The tension between ideals of the future physical culture and the urgent issues of the present were clear in a resolution that was passed at the Third All-Russia Congress of the Russian Young Communist League in October 1920.

“The physical culture of the younger generation is an essential element in the overall system of communist upbringing of young people, aimed at creating harmoniously developed human beings, creative citizens of communist society. Today physical culture also has direct practical aims: (1) preparing young people for work; and (2) preparing them for military defence of Soviet power.”

It is also possible that sport plays an important role in other aspects of work. Before the revolution, the liberal educator Peter Lesgaft noted that “social servitude has left its degrading imprint on women.
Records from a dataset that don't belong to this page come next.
use super::auth::bearer_token;
use super::error::{ApiError, ApiResult};
use super::state::AppState;
use crate::application::quote::BookingSummary;
use crate::application::webhook::WebhookEvent;
use crate::domain::booking::{BookingDraft, BookingRequest, SessionDraft};
use crate::domain::insurance::{InsuranceQuote, quote_insurance};
use crate::domain::order::{MakeOrderRequest, Order};
use crate::domain::payment::{
    InitializePayment, PaymentAuthorization, PaymentMetadata, PaymentReference,
    PaymentTransaction,
};
use crate::domain::quote::{DeliverySpeed, Quote, Weight};
use crate::domain::zone::ZoneId;
use crate::error::ShippingError;
use crate::infrastructure::http::paystack::{SIGNATURE_HEADER, verify_webhook_signature};
use axum::Json;
use axum::body::Bytes;
use axum::extract::rejection::{JsonRejection, QueryRejection};
use axum::extract::{Path, Query, State};
use axum::http::{HeaderMap, StatusCode};
use chrono::Utc;
use rust_decimal::Decimal;
use serde::{Deserialize, Serialize};
use serde_json::{Value, json};
use std::sync::Arc;
use tracing::{info, warn};

type AppStateRef = State<Arc<AppState>>;

pub async fn health() -> Json<Value> {
    Json(json!({ "status": "ok" }))
}

#[derive(Serialize)]
pub struct ZoneSummary {
    pub zone: ZoneId,
    pub display_name: String,
    pub countries: Vec<String>,
}

pub async fn list_zones(State(state): AppStateRef) -> Json<Vec<ZoneSummary>> {
    let table = state.quotes.zones();
    let zones = table
        .zones()
        .iter()
        .map(|entry| ZoneSummary {
            zone: entry.zone.clone(),
            display_name: entry.display_name.clone(),
            countries: table.countries_in(&entry.zone).map(str::to_string).collect(),
        })
        .collect();
    Json(zones)
}

#[derive(Debug, Default, Deserialize)]
pub struct SessionQuery {
    pub session: Option<String>,
}

#[derive(Debug, Deserialize)]
pub struct QuoteRequest {
    #[serde(rename = "pickupCountry")]
    pub pickup_country: String,
    #[serde(rename = "destinationCountry")]
    pub destination_country: String,
    pub weight: Weight,
}

/// `POST /api/quotations`. With `?session=` the quote becomes the session's
/// active quote.
pub async fn create_quote(
    State(state): AppStateRef,
    query: Result<Query<SessionQuery>, QueryRejection>,
    payload: Result<Json<QuoteRequest>, JsonRejection>,
) -> ApiResult<Json<Quote>> {
    let Query(query) = query?;
    let Json(request) = payload?;

    let quote = state
        .quotes
        .build_quote(&request.pickup_country, &request.destination_country, request.weight)
        .await?;

    if let Some(session) = query.session.as_deref() {
        state.cache.save_quote(session, quote.clone()).await?;
    }
    Ok(Json(quote))
}

/// `PUT /api/quotations`: prices the booking form for review.
pub async fn review_booking(
    State(state): AppStateRef,
    query: Result<Query<SessionQuery>, QueryRejection>,
    payload: Result<Json<BookingRequest>, JsonRejection>,
) -> ApiResult<Json<BookingSummary>> {
    let Query(query) = query?;
    let Json(request) = payload?;

    let summary = state.quotes.price_booking(request).await?;
    if let Some(session) = query.session.as_deref() {
        state.cache.save_booking(session, summary.booking.clone()).await?;
    }
    Ok(Json(summary))
}

#[derive(Debug, Deserialize)]
pub struct PriceQuery {
    pub weight: Weight,
}

#[derive(Debug, Serialize)]
pub struct PriceResponse {
    pub zone: ZoneId,
    pub weight: u32,
    pub price: Decimal,
    pub currency: String,
}

pub async fn rate_price(
    State(state): AppStateRef,
    Path(zone): Path<String>,
    query: Result<Query<PriceQuery>, QueryRejection>,
) -> ApiResult<Json<PriceResponse>> {
    let Query(query) = query?;
    let zone = ZoneId::new(&zone)?;
    if !state.quotes.zones().contains_zone(&zone) {
        return Err(ShippingError::UnsupportedDestination(zone.to_string()).into());
    }
    let weight = query.weight.rounded()?;
    let base = state.rates.base_price(&zone, weight).await?;
    Ok(Json(PriceResponse {
        zone,
        weight,
        price: base.price,
        currency: base.currency,
    }))
}

#[derive(Debug, Deserialize)]
pub struct InsuranceRequest {
    pub shipment_value: Decimal,
}

pub async fn calculate_insurance(
    payload: Result<Json<InsuranceRequest>, JsonRejection>,
) -> ApiResult<Json<InsuranceQuote>> {
    let Json(request) = payload?;
    Ok(Json(quote_insurance(request.shipment_value)?))
}

#[derive(Debug, Deserialize)]
pub struct InitializeRequest {
    pub amount: Decimal,
    pub email: String,
    pub zone: String,
    pub weight: Weight,
    #[serde(default)]
    pub delivery_speed: DeliverySpeed,
    #[serde(default)]
    pub reference: Option<PaymentReference>,
    #[serde(default)]
    pub booking: Option<BookingDraft>,
    #[serde(default)]
    pub session: Option<String>,
}

#[derive(Debug, Serialize)]
pub struct InitializeResponse {
    pub status: bool,
    pub message: String,
    pub data: PaymentAuthorization,
}

pub async fn initialize_payment(
    State(state): AppStateRef,
    payload: Result<Json<InitializeRequest>, JsonRejection>,
) -> ApiResult<Json<InitializeResponse>> {
    let Json(request) = payload?;
    if request.email.trim().is_empty() {
        return Err(ShippingError::ValidationError("Missing required field: email".to_string()).into());
    }
    let zone = ZoneId::new(&request.zone)?;
    if !state.quotes.zones().contains_zone(&zone) {
        return Err(ShippingError::UnsupportedDestination(zone.to_string()).into());
    }

    let booking = match (request.booking, request.session.as_deref()) {
        (Some(booking), _) => Some(booking),
        (None, Some(session)) => state.cache.load(session).await?.and_then(|d| d.booking),
        (None, None) => None,
    };

    let mut metadata =
        PaymentMetadata::new(zone, request.weight, request.email.clone(), request.delivery_speed);
    if let Some(session) = request.session {
        metadata = metadata.with_session(session);
    }
    if let Some(booking) = booking {
        metadata = metadata.with_booking(booking);
    }

    let authorization = state
        .gateway
        .initialize(InitializePayment {
            amount: request.amount,
            email: request.email,
            reference: request.reference,
            metadata,
        })
        .await?;

    Ok(Json(InitializeResponse {
        status: true,
        message: "Authorization URL created".to_string(),
        data: authorization,
    }))
}

#[derive(Debug, Deserialize)]
pub struct VerifyQuery {
    pub reference: String,
}

#[derive(Debug, Serialize)]
pub struct VerifyResponse {
    pub status: bool,
    pub message: String,
    pub data: PaymentTransaction,
    /// Whether the gateway has confirmed this payment server-to-server.
    pub confirmed_by_webhook: bool,
}

pub async fn verify_payment(
    State(state): AppStateRef,
    query: Result<Query<VerifyQuery>, QueryRejection>,
) -> ApiResult<Json<VerifyResponse>> {
    let Query(query) = query?;
    let reference = PaymentReference::new(query.reference)?;
    let transaction = state.gateway.verify(&reference).await?;
    Ok(Json(VerifyResponse {
        status: true,
        message: "Payment verified".to_string(),
        confirmed_by_webhook: state.ledger.is_confirmed(&reference),
        data: transaction,
    }))
}

pub async fn payment_webhook(
    State(state): AppStateRef,
    headers: HeaderMap,
    body: Bytes,
) -> ApiResult<Json<Value>> {
    let Some(secret) = state.webhook_secret.as_deref() else {
        warn!("webhook received but no gateway secret is configured");
        return Err(ShippingError::NotAuthenticated.into());
    };
    let signature = headers
        .get(SIGNATURE_HEADER)
        .and_then(|v| v.to_str().ok())
        .unwrap_or_default();
    if !verify_webhook_signature(secret, &body, signature) {
        warn!("webhook signature rejected");
        return Err(ShippingError::NotAuthenticated.into());
    }

    let event: WebhookEvent = serde_json::from_slice(&body)
        .map_err(|e| ShippingError::ValidationError(format!("Malformed webhook payload: {e}")))?;
    let recorded = state.ledger.record(&event);
    Ok(Json(json!({ "received": true, "recorded": recorded })))
}

pub async fn create_order(
    State(state): AppStateRef,
    headers: HeaderMap,
    payload: Result<Json<MakeOrderRequest>, JsonRejection>,
) -> ApiResult<(StatusCode, Json<Order>)> {
    let token = bearer_token(&headers)?;
    let Json(request) = payload?;
    request.validate()?;
    let order = state.orders.create_order(&token, &request).await?;
    Ok((StatusCode::CREATED, Json(order)))
}

#[derive(Debug, Serialize)]
pub struct ShipmentList {
    pub shipments: Vec<Order>,
    pub total: usize,
}

/// `GET /api/shipments`: the caller's orders, for tracking.
pub async fn list_shipments(
    State(state): AppStateRef,
    headers: HeaderMap,
) -> ApiResult<Json<ShipmentList>> {
    let token = bearer_token(&headers)?;
    let shipments = state.orders.list_orders(&token).await?;
    Ok(Json(ShipmentList {
        total: shipments.len(),
        shipments,
    }))
}

#[derive(Debug, Deserialize)]
pub struct ReconcileRequest {
    pub reference: String,
    pub session: String,
}

pub async fn reconcile_order(
    State(state): AppStateRef,
    headers: HeaderMap,
    payload: Result<Json<ReconcileRequest>, JsonRejection>,
) -> ApiResult<(StatusCode, Json<Order>)> {
    let token = bearer_token(&headers)?;
    let Json(request) = payload?;
    let reference = PaymentReference::new(request.reference)?;

    if !state.ledger.is_confirmed(&reference) {
        info!(%reference, "reconciling before webhook confirmation");
    }
    let order = state
        .reconciler
        .reconcile(&request.session, &reference, &token)
        .await?;
    Ok((StatusCode::CREATED, Json(order)))
}

pub async fn get_draft(
    State(state): AppStateRef,
    Path(session): Path<String>,
) -> ApiResult<Json<SessionDraft>> {
    state
        .cache
        .load(&session)
        .await?
        .map(Json)
        .ok_or_else(|| ApiError(ShippingError::DraftNotFound(session)))
}

#[derive(Debug, Deserialize)]
pub struct DraftPayload {
    #[serde(default)]
    pub quote: Option<Quote>,
    #[serde(default)]
    pub booking: Option<BookingDraft>,
}

pub async fn put_draft(
    State(state): AppStateRef,
    Path(session): Path<String>,
    payload: Result<Json<DraftPayload>, JsonRejection>,
) -> ApiResult<Json<SessionDraft>> {
    let Json(payload) = payload?;
    let draft = SessionDraft {
        quote: payload.quote,
        booking: payload.booking,
        updated_at: Utc::now(),
    };
    if draft.is_empty() {
        return Err(ShippingError::ValidationError("Draft has neither quote nor booking".to_string()).into());
    }
    state.cache.save(&session, &draft).await?;
    Ok(Json(draft))
}

pub async fn delete_draft(
    State(state): AppStateRef,
    Path(session): Path<String>,
) -> ApiResult<StatusCode> {
    state.cache.clear(&session).await?;
    Ok(StatusCode::NO_CONTENT)
}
Our task is to free the female body of its fetters”. In the present, the Bolsheviks were determined to put his theories into action. Women’s status in the society was already substantially improved with the legalization of divorce and abortion However, sports could contribute to including women into the public sphere. “It is our urgent task to draw women into sport,” stated Lenin. “If we can achieve that and get them to make full use of the sun, water and fresh air for fortifying themselves, we shall bring an entire revolution in the Russian way of life.”